- _What you are asked to do_
Each line from the one containing "pub fn body(&self)" to the end of the listing below should be repeated exactly, with no other line included.

- _Supplied entries_
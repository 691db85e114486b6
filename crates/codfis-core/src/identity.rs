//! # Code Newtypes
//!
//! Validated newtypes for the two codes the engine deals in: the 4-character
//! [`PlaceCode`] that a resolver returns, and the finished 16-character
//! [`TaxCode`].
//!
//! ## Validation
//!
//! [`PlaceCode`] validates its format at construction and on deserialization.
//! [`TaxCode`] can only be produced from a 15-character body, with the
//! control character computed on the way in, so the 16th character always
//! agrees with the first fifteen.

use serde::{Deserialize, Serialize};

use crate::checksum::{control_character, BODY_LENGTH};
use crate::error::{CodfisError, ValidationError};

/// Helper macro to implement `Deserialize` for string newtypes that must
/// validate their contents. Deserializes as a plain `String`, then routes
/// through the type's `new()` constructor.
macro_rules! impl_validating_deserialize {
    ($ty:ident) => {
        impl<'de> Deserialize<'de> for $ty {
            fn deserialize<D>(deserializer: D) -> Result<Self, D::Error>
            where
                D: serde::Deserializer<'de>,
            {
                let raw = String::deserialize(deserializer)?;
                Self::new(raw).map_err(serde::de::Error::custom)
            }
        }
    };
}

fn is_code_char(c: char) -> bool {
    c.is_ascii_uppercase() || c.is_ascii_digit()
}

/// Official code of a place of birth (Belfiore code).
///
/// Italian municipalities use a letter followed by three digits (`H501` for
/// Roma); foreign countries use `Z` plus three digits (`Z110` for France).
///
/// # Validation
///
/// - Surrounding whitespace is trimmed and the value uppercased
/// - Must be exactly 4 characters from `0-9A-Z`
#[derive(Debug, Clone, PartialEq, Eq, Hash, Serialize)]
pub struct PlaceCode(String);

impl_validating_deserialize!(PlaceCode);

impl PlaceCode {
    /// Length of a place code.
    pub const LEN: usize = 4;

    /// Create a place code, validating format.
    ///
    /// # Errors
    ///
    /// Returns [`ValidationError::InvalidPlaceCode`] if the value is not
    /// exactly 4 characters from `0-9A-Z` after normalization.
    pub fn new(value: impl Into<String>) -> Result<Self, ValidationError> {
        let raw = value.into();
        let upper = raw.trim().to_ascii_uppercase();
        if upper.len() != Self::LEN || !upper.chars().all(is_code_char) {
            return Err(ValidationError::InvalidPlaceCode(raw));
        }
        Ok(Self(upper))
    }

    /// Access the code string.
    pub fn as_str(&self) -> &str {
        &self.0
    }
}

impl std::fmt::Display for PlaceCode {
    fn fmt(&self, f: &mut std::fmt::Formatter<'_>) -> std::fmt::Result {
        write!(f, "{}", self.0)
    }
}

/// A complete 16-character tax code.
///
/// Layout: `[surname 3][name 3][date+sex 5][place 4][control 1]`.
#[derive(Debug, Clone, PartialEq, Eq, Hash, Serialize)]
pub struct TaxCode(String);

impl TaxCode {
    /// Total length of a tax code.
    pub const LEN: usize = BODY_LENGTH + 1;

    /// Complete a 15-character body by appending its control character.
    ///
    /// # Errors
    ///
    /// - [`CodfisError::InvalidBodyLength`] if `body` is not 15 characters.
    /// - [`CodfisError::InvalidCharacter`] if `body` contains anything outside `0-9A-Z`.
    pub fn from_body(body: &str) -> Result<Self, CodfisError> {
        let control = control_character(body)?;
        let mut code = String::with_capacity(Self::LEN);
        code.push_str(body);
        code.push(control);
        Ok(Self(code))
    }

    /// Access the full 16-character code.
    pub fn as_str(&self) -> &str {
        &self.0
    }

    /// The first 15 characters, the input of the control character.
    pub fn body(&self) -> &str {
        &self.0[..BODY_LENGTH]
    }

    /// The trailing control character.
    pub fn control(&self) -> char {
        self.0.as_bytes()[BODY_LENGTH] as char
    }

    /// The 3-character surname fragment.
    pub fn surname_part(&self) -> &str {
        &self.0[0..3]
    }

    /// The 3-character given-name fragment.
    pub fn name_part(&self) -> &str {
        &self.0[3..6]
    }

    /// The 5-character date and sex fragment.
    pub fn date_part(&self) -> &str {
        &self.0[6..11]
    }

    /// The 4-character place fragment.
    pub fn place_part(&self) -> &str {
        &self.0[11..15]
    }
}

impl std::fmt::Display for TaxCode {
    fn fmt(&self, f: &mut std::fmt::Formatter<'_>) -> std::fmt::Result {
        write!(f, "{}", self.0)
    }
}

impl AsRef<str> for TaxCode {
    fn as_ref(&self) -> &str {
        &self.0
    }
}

- _Response_
    pub fn body(&self) -> &str {
        &self.0[..BODY_LENGTH]
    }

    /// The trailing control character.
    pub fn control(&self) -> char {
        self.0.as_bytes()[BODY_LENGTH] as char
    }

    /// The 3-character surname fragment.
    pub fn surname_part(&self) -> &str {
        &self.0[0..3]
    }

    /// The 3-character given-name fragment.
    pub fn name_part(&self) -> &str {
        &self.0[3..6]
    }

    /// The 5-character date and sex fragment.
    pub fn date_part(&self) -> &str {
        &self.0[6..11]
    }

    /// The 4-character place fragment.
    pub fn place_part(&self) -> &str {
        &self.0[11..15]
    }
}

impl std::fmt::Display for TaxCode {
    fn fmt(&self, f: &mut std::fmt::Formatter<'_>) -> std::fmt::Result {
        write!(f, "{}", self.0)
    }
}

impl AsRef<str> for TaxCode {
    fn as_ref(&self) -> &str {
        &self.0
    }
}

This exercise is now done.